Torch.cuda.device_count() returns 1 even if the environment variable CUDA_VISIBLE_DEVICES set to 1,2,3,4,5,6,7,8,9,10

I have about 10 GPU host indexes to be run on distributed mode. I need to use all the GPU machines available. But the problem is that torch.cuda.device_count() returns 1. I verified that the environment variable do have proper values ( 1,2,3,4,5,6,7,8,9,10 → indicating all 10 device indexes) .
Can anyone tell me whats going wrong here? Really appreciate your time.

Hi,

Just to clarify: you have 10 nodes and each node has a few GPUs (how many)? (torch.cuda.device_count returns number of GPU devices on a given machine)

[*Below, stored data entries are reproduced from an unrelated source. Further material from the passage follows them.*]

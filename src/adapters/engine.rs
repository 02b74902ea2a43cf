//! Recursive value generation over a [`SchemaGraph`]
//!
//! Each node is resolved through a fixed priority chain, first match wins:
//!
//! 1. an override bound to the exact current path
//! 2. a seeded coin flip to `null` for nullable nodes
//! 3. `example`, then `default` (unless bypassed)
//! 4. the node's named generator (`x-faker`)
//! 5. a smart default chosen by property name
//! 6. composition (`allOf` merge, `oneOf` pick, `anyOf` subset)
//! 7. structural generation from the node's kind and constraints

use std::collections::HashSet;

use indexmap::IndexMap;
use rand::Rng;
use serde_json::{Map, Value};
use tracing::{debug, trace};

use super::composition;
use super::fake_provider::FakeProvider;
use super::merger;
use super::overrides::{join_path, normalize_path, OverrideStore};
use super::smart_defaults;
use super::structural;
use crate::domain::{
    GenerationError, GenerationOptions, LengthRange, SchemaGraph, SchemaId, SchemaKind, SchemaNode,
};

/// Upper bound for arrays that declare no `maxItems`.
pub const DEFAULT_MAX_ITEMS: usize = 5;

/// Wildcard marker scoping an array-length key to every element of an array.
const WILDCARD: &str = "[*]";

// ============================================================================
// Context
// ============================================================================

/// Per-call frame. Every recursive step derives a fresh frame, so sibling
/// properties and array items never observe each other's visited nodes.
#[derive(Debug, Clone)]
pub struct GenerationContext {
    pub depth: usize,
    /// Override path of the value being generated; empty at the root.
    pub path: String,
    /// Name of the property being generated, cleared for array items.
    pub property_name: Option<String>,
    pub visited: HashSet<SchemaId>,
    /// Array-length overrides as seen from this frame (wildcards already
    /// de-scoped by enclosing arrays).
    pub array_lengths: IndexMap<String, LengthRange>,
}

impl GenerationContext {
    pub fn root(id: SchemaId, options: &GenerationOptions) -> Self {
        let array_lengths = options
            .array_lengths
            .iter()
            .map(|(key, range)| (normalize_path(key), *range))
            .collect();

        Self {
            depth: 0,
            path: String::new(),
            property_name: None,
            visited: HashSet::from([id]),
            array_lengths,
        }
    }

    fn with_visited(&self, ids: &[SchemaId]) -> HashSet<SchemaId> {
        let mut visited = self.visited.clone();
        visited.extend(ids.iter().copied());
        visited
    }

    fn property(&self, name: &str, path: String, id: SchemaId) -> Self {
        Self {
            depth: self.depth + 1,
            path,
            property_name: Some(name.to_string()),
            visited: self.with_visited(&[id]),
            array_lengths: self.array_lengths.clone(),
        }
    }

    fn item(&self, index: usize, id: Option<SchemaId>, array_lengths: IndexMap<String, LengthRange>) -> Self {
        let visited = match id {
            Some(id) => self.with_visited(&[id]),
            None => self.visited.clone(),
        };
        Self {
            depth: self.depth + 1,
            path: join_path(&self.path, &index.to_string()),
            property_name: None,
            visited,
            array_lengths,
        }
    }

    /// Same path and name, one level deeper, with the branches marked visited.
    fn branch(&self, ids: &[SchemaId]) -> Self {
        Self {
            depth: self.depth + 1,
            path: self.path.clone(),
            property_name: self.property_name.clone(),
            visited: self.with_visited(ids),
            array_lengths: self.array_lengths.clone(),
        }
    }
}

// ============================================================================
// Generator
// ============================================================================

/// Generation state for one top-level call.
pub struct ValueGenerator<'g> {
    graph: &'g SchemaGraph,
    options: &'g GenerationOptions,
    overrides: OverrideStore,
    provider: FakeProvider,
}

impl<'g> ValueGenerator<'g> {
    pub fn new(graph: &'g SchemaGraph, options: &'g GenerationOptions) -> Self {
        Self {
            graph,
            options,
            overrides: OverrideStore::new(&options.overrides),
            provider: FakeProvider::new(options.seed),
        }
    }

    pub fn overrides(&self) -> &OverrideStore {
        &self.overrides
    }

    /// Generate from the graph's root node.
    pub fn generate_root(&mut self) -> Result<Value, GenerationError> {
        self.generate_from(self.graph.root())
    }

    /// Generate from an arbitrary node, treated as the root of the value.
    pub fn generate_from(&mut self, id: SchemaId) -> Result<Value, GenerationError> {
        let graph = self.graph;
        let ctx = GenerationContext::root(id, self.options);
        self.generate(graph.node(id), &ctx)
    }

    /// Resolve one node through the priority chain.
    pub fn generate(&mut self, node: &SchemaNode, ctx: &GenerationContext) -> Result<Value, GenerationError> {
        trace!("Generating '{}' at depth {}", ctx.path, ctx.depth);

        if let Some(value) = self.overrides.get(&ctx.path) {
            return Ok(value.clone());
        }

        // Overrides below this path need a container to land in
        if node.is_nullable() && !self.has_overrides_within(&ctx.path) && self.provider.coin() {
            return Ok(Value::Null);
        }

        if !self.options.bypass_examples {
            if let Some(value) = node.example.as_ref().or(node.default.as_ref()) {
                return Ok(value.clone());
            }
        }

        if let Some(method) = &node.generator {
            return self.provider.invoke(method);
        }

        if let Some(value) = self.smart_default(node, ctx) {
            return Ok(value);
        }

        if !node.all_of.is_empty() {
            let mut merged = merger::merge(self.graph, &[node])?;
            // This node's own nullability has already been decided
            if node.nullable == Some(true) {
                merged.nullable = None;
            }
            return self.generate(&merged, ctx);
        }
        if !node.one_of.is_empty() {
            return self.generate_one_of(node, ctx);
        }
        if !node.any_of.is_empty() {
            return self.generate_any_of(node, ctx);
        }

        match node.kind() {
            SchemaKind::Object => self.generate_object(node, ctx),
            SchemaKind::Array => self.generate_array(node, ctx),
            SchemaKind::Null
            | SchemaKind::Boolean
            | SchemaKind::Number
            | SchemaKind::Integer
            | SchemaKind::String
            | SchemaKind::Unknown => Ok(structural::generate(node, self.provider.rng())),
        }
    }

    fn has_overrides_within(&self, path: &str) -> bool {
        if path.is_empty() {
            !self.overrides.is_empty()
        } else {
            self.overrides.has_at_or_below(path)
        }
    }

    // ------------------------------------------------------------------------
    // Smart defaults
    // ------------------------------------------------------------------------

    fn smart_default(&mut self, node: &SchemaNode, ctx: &GenerationContext) -> Option<Value> {
        let name = ctx.property_name.as_deref()?;

        // Shapes stricter than a name heuristic
        if node.enum_values.is_some()
            || node.const_value.is_some()
            || node.properties.is_some()
            || node.pattern.is_some()
            || node.has_composition()
        {
            return None;
        }

        let hit = smart_defaults::lookup_for(name, node)?;
        match self.provider.invoke(hit.method) {
            Ok(value) => Some(fit_to_schema(value, node)),
            Err(e) => {
                debug!("Smart default for '{}' failed: {}", name, e);
                None
            }
        }
    }

    // ------------------------------------------------------------------------
    // Composition
    // ------------------------------------------------------------------------

    fn generate_one_of(&mut self, node: &SchemaNode, ctx: &GenerationContext) -> Result<Value, GenerationError> {
        let graph = self.graph;
        let Some(mut choice) = composition::select_one(graph, node, self.provider.rng()) else {
            return Ok(Value::Null);
        };

        if self.is_exhausted(choice.branch, ctx) {
            match node.one_of.iter().find(|id| !ctx.visited.contains(*id)) {
                Some(open) => {
                    choice.branch = *open;
                    choice.discriminator = None;
                }
                None => return Ok(self.stub(node, &ctx.path)),
            }
        }

        let branch_ctx = ctx.branch(&[choice.branch]);
        let mut value = self.generate(graph.node(choice.branch), &branch_ctx)?;
        composition::stamp_discriminator(&mut value, &choice);
        Ok(value)
    }

    fn generate_any_of(&mut self, node: &SchemaNode, ctx: &GenerationContext) -> Result<Value, GenerationError> {
        let graph = self.graph;
        let selected = composition::select_any(node, self.provider.rng());

        if selected.iter().all(|id| self.is_exhausted(*id, ctx)) {
            return Ok(self.stub(node, &ctx.path));
        }

        let branch_ctx = ctx.branch(&selected);
        if let [single] = selected.as_slice() {
            return self.generate(graph.node(*single), &branch_ctx);
        }

        let merged = merger::merge_ids(graph, &selected)?;
        self.generate(&merged, &branch_ctx)
    }

    // ------------------------------------------------------------------------
    // Objects
    // ------------------------------------------------------------------------

    fn generate_object(&mut self, node: &SchemaNode, ctx: &GenerationContext) -> Result<Value, GenerationError> {
        let graph = self.graph;
        let mut result = Map::new();

        if let Some(properties) = &node.properties {
            for (name, child_id) in properties {
                let child_path = join_path(&ctx.path, name);
                let required = node.is_required(name);

                let include =
                    required || self.overrides.has_at_or_below(&child_path) || self.provider.coin();
                if !include {
                    continue;
                }

                if let Some(value) = self.overrides.get(&child_path) {
                    result.insert(name.clone(), value.clone());
                    continue;
                }

                let child = graph.node(*child_id);
                if self.is_exhausted(*child_id, ctx) {
                    if required {
                        debug!("Circular reference at '{}' truncated to a stub", child_path);
                        result.insert(name.clone(), self.stub(child, &child_path));
                    }
                    continue;
                }

                let child_ctx = ctx.property(name, child_path, *child_id);
                let value = self.generate(child, &child_ctx)?;
                result.insert(name.clone(), value);
            }
        }

        for name in &node.required {
            if !result.contains_key(name) {
                let declared = node
                    .properties
                    .as_ref()
                    .map_or(false, |properties| properties.contains_key(name));
                if !declared {
                    result.insert(name.clone(), Value::Null);
                }
            }
        }

        for (segment, value) in self.overrides.direct_children(&ctx.path) {
            result.insert(segment.to_string(), value.clone());
        }

        Ok(Value::Object(result))
    }

    // ------------------------------------------------------------------------
    // Arrays
    // ------------------------------------------------------------------------

    fn generate_array(&mut self, node: &SchemaNode, ctx: &GenerationContext) -> Result<Value, GenerationError> {
        let graph = self.graph;
        let untyped = SchemaNode::default();
        let item_node = match node.items {
            Some(id) => {
                if self.is_exhausted(id, ctx) {
                    debug!("Circular array items at '{}' truncated to []", ctx.path);
                    return Ok(Value::Array(Vec::new()));
                }
                graph.node(id)
            }
            None => &untyped,
        };

        let (min, max) = length_range(node, ctx);
        let count = if min == max {
            min
        } else {
            self.provider.rng().gen_range(min..=max)
        };

        let item_lengths = descope_array_lengths(ctx);
        let mut items = Vec::with_capacity(count);
        for index in 0..count {
            let item_ctx = ctx.item(index, node.items, item_lengths.clone());
            items.push(self.generate(item_node, &item_ctx)?);
        }

        Ok(Value::Array(items))
    }

    // ------------------------------------------------------------------------
    // Cycle containment
    // ------------------------------------------------------------------------

    /// Whether descending into `id` would re-enter a node past the depth limit.
    fn is_exhausted(&self, id: SchemaId, ctx: &GenerationContext) -> bool {
        ctx.visited.contains(&id) && ctx.depth >= self.options.max_depth
    }

    /// Minimal value for a truncated node at `path`.
    fn stub(&self, node: &SchemaNode, path: &str) -> Value {
        if let Some(value) = self.overrides.get(path) {
            return value.clone();
        }
        if node.is_nullable() {
            Value::Null
        } else {
            structural::empty_value(node.kind())
        }
    }
}
//! Property-name heuristics
//!
//! Maps common property names (`firstName`, `email`, `created_at`) to a
//! provider method so that untyped or loosely typed fields still get realistic
//! values.

use crate::domain::{SchemaKind, SchemaNode};

/// Shape a smart-default method produces.
#[derive(Debug, Clone, Copy, PartialEq, Eq)]
pub enum OutputKind {
    String,
    Number,
    Boolean,
    /// An object-like value; also acceptable where a string is expected once
    /// serialized.
    Structured,
}

impl OutputKind {
    /// Whether a schema of `kind` accepts values of this output kind.
    pub fn is_compatible_with(self, kind: SchemaKind) -> bool {
        match self {
            OutputKind::String => kind == SchemaKind::String,
            OutputKind::Number => matches!(kind, SchemaKind::Number | SchemaKind::Integer),
            OutputKind::Boolean => kind == SchemaKind::Boolean,
            OutputKind::Structured => matches!(kind, SchemaKind::Object | SchemaKind::String),
        }
    }
}

/// A table hit: the provider method to invoke and what it yields.
#[derive(Debug, Clone, Copy, PartialEq, Eq)]
pub struct SmartDefault {
    pub method: &'static str,
    pub output: OutputKind,
}

static TABLE: &[(&str, &str, OutputKind)] = &[
    // Identity
    ("firstname", "person.firstName", OutputKind::String),
    ("givenname", "person.firstName", OutputKind::String),
    ("lastname", "person.lastName", OutputKind::String),
    ("surname", "person.lastName", OutputKind::String),
    ("familyname", "person.lastName", OutputKind::String),
    ("fullname", "person.fullName", OutputKind::String),
    ("name", "person.fullName", OutputKind::String),
    ("displayname", "person.fullName", OutputKind::String),
    ("username", "internet.userName", OutputKind::String),
    ("login", "internet.userName", OutputKind::String),
    ("password", "internet.password", OutputKind::String),
    ("age", "person.age", OutputKind::Number),
    ("jobtitle", "person.jobTitle", OutputKind::String),
    ("bio", "person.bio", OutputKind::String),
    ("id", "string.uuid", OutputKind::String),
    ("uuid", "string.uuid", OutputKind::String),
    ("guid", "string.uuid", OutputKind::String),
    // Contact
    ("email", "internet.email", OutputKind::String),
    ("emailaddress", "internet.email", OutputKind::String),
    ("phone", "phone.number", OutputKind::String),
    ("phonenumber", "phone.number", OutputKind::String),
    ("telephone", "phone.number", OutputKind::String),
    ("mobile", "phone.cell", OutputKind::String),
    ("cellphone", "phone.cell", OutputKind::String),
    ("url", "internet.url", OutputKind::String),
    ("website", "internet.url", OutputKind::String),
    ("homepage", "internet.url", OutputKind::String),
    ("domain", "internet.domainName", OutputKind::String),
    ("ip", "internet.ipv4", OutputKind::String),
    ("ipaddress", "internet.ipv4", OutputKind::String),
    ("useragent", "internet.userAgent", OutputKind::String),
    // Location
    ("address", "location.streetAddress", OutputKind::String),
    ("streetaddress", "location.streetAddress", OutputKind::String),
    ("street", "location.street", OutputKind::String),
    ("city", "location.city", OutputKind::String),
    ("state", "location.state", OutputKind::String),
    ("province", "location.state", OutputKind::String),
    ("country", "location.country", OutputKind::String),
    ("countrycode", "location.countryCode", OutputKind::String),
    ("zip", "location.zipCode", OutputKind::String),
    ("zipcode", "location.zipCode", OutputKind::String),
    ("postalcode", "location.zipCode", OutputKind::String),
    ("postcode", "location.zipCode", OutputKind::String),
    ("latitude", "location.latitude", OutputKind::Number),
    ("lat", "location.latitude", OutputKind::Number),
    ("longitude", "location.longitude", OutputKind::Number),
    ("lng", "location.longitude", OutputKind::Number),
    ("lon", "location.longitude", OutputKind::Number),
    ("coordinates", "location.coordinates", OutputKind::Structured),
    ("location", "location.coordinates", OutputKind::Structured),
    ("timezone", "location.timeZone", OutputKind::String),
    // Content
    ("description", "lorem.paragraph", OutputKind::String),
    ("summary", "lorem.paragraph", OutputKind::String),
    ("content", "lorem.paragraph", OutputKind::String),
    ("comment", "lorem.sentence", OutputKind::String),
    ("message", "lorem.sentence", OutputKind::String),
    ("title", "lorem.sentence", OutputKind::String),
    ("slug", "lorem.slug", OutputKind::String),
    ("avatar", "image.url", OutputKind::String),
    ("image", "image.url", OutputKind::String),
    ("imageurl", "image.url", OutputKind::String),
    ("photo", "image.url", OutputKind::String),
    ("thumbnail", "image.url", OutputKind::String),
    ("filename", "system.fileName", OutputKind::String),
    ("mimetype", "system.mimeType", OutputKind::String),
    ("version", "system.semver", OutputKind::String),
    // Business
    ("company", "company.name", OutputKind::String),
    ("companyname", "company.name", OutputKind::String),
    ("organization", "company.name", OutputKind::String),
    ("industry", "company.industry", OutputKind::String),
    ("department", "company.industry", OutputKind::String),
    ("productname", "commerce.productName", OutputKind::String),
    ("sku", "commerce.sku", OutputKind::String),
    ("price", "commerce.price", OutputKind::Number),
    ("amount", "commerce.price", OutputKind::Number),
    ("cost", "commerce.price", OutputKind::Number),
    ("total", "commerce.price", OutputKind::Number),
    ("quantity", "number.int", OutputKind::Number),
    ("count", "number.int", OutputKind::Number),
    ("currency", "finance.currencyCode", OutputKind::String),
    ("currencycode", "finance.currencyCode", OutputKind::String),
    ("creditcard", "finance.creditCardNumber", OutputKind::String),
    ("accountnumber", "finance.accountNumber", OutputKind::String),
    // Timestamps
    ("createdat", "date.recent", OutputKind::String),
    ("updatedat", "date.recent", OutputKind::String),
    ("deletedat", "date.recent", OutputKind::String),
    ("timestamp", "date.recent", OutputKind::String),
    ("birthdate", "date.birthdate", OutputKind::String),
    ("birthday", "date.birthdate", OutputKind::String),
    ("dateofbirth", "date.birthdate", OutputKind::String),
    ("dob", "date.birthdate", OutputKind::String),
    ("expiresat", "date.future", OutputKind::String),
    // Flags
    ("active", "datatype.boolean", OutputKind::Boolean),
    ("isactive", "datatype.boolean", OutputKind::Boolean),
    ("enabled", "datatype.boolean", OutputKind::Boolean),
    ("verified", "datatype.boolean", OutputKind::Boolean),
    ("isverified", "datatype.boolean", OutputKind::Boolean),
];

/// Lower-case and strip `_`, `-`, `.` and whitespace.
pub fn normalize_name(name: &str) -> String {
    name.chars()
        .filter(|c| !matches!(c, '_' | '-' | '.') && !c.is_whitespace())
        .flat_map(char::to_lowercase)
        .collect()
}

/// Raw table lookup, ignoring the schema.
pub fn lookup(name: &str) -> Option<SmartDefault> {
    let key = normalize_name(name);
    TABLE
        .iter()
        .find(|(entry, _, _)| *entry == key)
        .map(|(_, method, output)| SmartDefault {
            method: *method,
            output: *output,
        })
}

/// Table lookup gated on the schema's declared type.
///
/// A schema without a `type` accepts any entry.
pub fn lookup_for(name: &str, schema: &SchemaNode) -> Option<SmartDefault> {
    let hit = lookup(name)?;
    if schema.schema_type.is_none() || hit.output.is_compatible_with(schema.kind()) {
        Some(hit)
    } else {
        None
    }
}

/// Every (normalized name, method) pair in the table.
pub fn entries() -> impl Iterator<Item = (&'static str, &'static str)> {
    TABLE.iter().map(|(name, method, _)| (*name, *method))
}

There are 4 nodes and 10 GPU indices in total.
Two nodes have 3 GPU indices each.
Two nodes have 2 GPU indices each.

if everything is setup properly torch.cuda.device_count() should return 2 or 3 respectively, not 1 or 10.

What environment variables do you mean here?

I’m referring to environment variable: CUDA_VISIBLE_DEVICES
This is set to 1,2,3,4,5,6,7,8,9,10 and verified the same while debugging.

So, I’m not sure what is going wrong here. Device count is proper if I print out from console, but getting 1 on code execution. There’s nothing on the code that could mess up the device count.

  1. Is there any way by which the device count gets modified? (For example, with the use of CUDA_VISIBLE_DEVICES)
  2. if everything is setup properly torch.cuda.device_count() should return 2 or 3 respectively

Can you elaborate more on the setup? I’m trying to figure out what is causing the issue.

A couple of things: I think CUDA_VISIBLE_DEVICES is 0-based, so it should be set to something like “0, 1, …”

You have 4 machines with 3, 3, 2, 2 GPUs respectively, so CUDA_VISIBLE_DEVICES should be set on each of machines independently or you may just omit setting CUDA_VISIBLE_DEVICES and it should work as well (you’ll get all avail devices by default)